> **AVAILABLE DATA**
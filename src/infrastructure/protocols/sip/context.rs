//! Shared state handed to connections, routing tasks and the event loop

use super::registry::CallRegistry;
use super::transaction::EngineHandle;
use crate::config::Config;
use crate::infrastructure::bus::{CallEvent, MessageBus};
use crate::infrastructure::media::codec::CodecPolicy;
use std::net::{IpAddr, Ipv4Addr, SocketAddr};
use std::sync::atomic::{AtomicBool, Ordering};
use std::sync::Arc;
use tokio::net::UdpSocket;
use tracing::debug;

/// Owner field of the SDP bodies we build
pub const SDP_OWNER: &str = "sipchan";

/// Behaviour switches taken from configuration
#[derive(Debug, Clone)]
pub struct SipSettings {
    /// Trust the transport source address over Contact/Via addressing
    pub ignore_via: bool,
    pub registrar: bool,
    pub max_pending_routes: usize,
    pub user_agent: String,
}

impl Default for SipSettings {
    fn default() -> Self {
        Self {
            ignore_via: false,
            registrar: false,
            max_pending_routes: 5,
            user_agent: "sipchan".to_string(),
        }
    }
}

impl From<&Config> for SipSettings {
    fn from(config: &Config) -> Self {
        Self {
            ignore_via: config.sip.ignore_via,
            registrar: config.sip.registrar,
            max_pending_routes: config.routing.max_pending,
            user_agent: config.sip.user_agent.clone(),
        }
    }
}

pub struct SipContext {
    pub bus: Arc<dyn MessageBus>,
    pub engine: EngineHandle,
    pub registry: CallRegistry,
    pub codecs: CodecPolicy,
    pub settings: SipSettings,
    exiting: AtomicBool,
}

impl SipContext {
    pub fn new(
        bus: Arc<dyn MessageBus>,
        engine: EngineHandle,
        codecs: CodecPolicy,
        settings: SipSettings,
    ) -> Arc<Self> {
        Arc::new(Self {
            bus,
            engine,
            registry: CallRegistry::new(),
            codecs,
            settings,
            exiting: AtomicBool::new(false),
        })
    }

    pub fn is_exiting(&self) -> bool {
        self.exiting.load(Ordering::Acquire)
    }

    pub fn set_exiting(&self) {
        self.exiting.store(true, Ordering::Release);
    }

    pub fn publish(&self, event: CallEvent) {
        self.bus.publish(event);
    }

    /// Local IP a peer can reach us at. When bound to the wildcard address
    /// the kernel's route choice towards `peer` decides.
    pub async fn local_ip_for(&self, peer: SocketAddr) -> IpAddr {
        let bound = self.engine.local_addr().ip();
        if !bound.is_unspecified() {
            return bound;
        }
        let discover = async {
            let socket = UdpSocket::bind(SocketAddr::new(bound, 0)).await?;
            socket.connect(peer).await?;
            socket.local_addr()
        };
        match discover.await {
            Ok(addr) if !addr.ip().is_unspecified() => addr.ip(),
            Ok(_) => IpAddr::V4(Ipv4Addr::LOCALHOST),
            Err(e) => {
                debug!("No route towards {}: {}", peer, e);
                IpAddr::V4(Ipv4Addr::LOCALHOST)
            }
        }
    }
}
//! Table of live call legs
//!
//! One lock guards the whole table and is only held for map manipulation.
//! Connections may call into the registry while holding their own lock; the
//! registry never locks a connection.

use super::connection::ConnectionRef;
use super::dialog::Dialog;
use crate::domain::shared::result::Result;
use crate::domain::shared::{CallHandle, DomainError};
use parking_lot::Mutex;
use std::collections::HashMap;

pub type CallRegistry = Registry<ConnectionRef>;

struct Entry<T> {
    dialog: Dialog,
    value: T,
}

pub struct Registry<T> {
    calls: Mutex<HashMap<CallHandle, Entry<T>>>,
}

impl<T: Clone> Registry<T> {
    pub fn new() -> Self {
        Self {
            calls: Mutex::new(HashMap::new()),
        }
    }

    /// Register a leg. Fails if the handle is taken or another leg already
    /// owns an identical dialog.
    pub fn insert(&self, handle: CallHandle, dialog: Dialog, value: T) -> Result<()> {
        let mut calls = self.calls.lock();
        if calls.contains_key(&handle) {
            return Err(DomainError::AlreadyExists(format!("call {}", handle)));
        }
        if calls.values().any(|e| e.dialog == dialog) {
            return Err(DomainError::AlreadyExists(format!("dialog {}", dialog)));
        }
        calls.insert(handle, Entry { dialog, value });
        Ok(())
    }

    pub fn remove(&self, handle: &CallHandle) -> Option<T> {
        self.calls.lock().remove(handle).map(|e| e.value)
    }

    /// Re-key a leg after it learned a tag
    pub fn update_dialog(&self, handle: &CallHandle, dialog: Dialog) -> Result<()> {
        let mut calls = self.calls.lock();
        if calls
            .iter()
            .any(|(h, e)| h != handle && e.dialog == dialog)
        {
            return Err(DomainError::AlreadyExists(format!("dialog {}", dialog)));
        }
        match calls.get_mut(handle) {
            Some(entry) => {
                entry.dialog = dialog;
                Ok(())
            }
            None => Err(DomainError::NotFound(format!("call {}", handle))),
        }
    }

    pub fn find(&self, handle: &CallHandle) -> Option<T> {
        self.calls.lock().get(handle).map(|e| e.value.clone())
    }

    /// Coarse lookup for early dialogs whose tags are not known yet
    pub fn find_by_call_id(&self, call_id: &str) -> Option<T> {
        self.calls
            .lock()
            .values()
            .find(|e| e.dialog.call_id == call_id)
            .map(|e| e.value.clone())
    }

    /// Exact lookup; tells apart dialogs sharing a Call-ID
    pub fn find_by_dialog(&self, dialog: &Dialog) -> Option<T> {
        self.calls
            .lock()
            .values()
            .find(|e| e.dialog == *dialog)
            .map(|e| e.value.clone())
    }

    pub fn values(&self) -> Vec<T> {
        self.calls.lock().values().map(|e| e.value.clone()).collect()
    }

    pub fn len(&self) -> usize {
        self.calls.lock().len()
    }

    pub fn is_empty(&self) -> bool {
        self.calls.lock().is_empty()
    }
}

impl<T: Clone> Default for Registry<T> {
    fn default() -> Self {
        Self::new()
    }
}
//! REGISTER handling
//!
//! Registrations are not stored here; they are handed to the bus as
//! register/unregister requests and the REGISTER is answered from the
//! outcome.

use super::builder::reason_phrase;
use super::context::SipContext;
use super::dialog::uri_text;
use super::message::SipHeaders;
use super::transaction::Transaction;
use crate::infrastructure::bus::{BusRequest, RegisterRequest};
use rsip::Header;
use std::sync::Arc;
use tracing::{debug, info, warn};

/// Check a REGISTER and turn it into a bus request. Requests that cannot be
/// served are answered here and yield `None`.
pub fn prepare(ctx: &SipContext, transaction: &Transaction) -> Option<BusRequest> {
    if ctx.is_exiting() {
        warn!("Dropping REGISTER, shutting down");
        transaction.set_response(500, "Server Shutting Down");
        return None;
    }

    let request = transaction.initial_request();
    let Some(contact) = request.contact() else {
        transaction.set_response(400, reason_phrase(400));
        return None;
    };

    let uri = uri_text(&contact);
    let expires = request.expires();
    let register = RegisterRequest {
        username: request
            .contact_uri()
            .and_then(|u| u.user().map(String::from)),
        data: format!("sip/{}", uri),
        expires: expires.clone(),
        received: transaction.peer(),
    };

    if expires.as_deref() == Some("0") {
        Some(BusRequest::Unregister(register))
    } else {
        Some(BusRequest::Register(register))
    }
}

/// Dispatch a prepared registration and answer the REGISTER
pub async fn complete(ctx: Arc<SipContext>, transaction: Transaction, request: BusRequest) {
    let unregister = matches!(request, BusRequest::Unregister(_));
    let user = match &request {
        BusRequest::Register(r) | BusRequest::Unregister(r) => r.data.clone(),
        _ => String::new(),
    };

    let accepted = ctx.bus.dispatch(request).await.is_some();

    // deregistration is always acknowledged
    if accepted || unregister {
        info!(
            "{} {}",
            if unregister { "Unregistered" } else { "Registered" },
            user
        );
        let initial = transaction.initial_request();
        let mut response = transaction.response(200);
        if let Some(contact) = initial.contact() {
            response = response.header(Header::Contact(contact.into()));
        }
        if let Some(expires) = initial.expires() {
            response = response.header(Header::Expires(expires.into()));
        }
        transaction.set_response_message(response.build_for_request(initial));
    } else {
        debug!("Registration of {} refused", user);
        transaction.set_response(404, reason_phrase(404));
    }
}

> **TO DO**
Lines with the word "codecs" in them are the answer; report each one from the data.

> **YOUR RESPONSE**
    pub codecs: CodecPolicy,
        codecs: CodecPolicy,
            codecs,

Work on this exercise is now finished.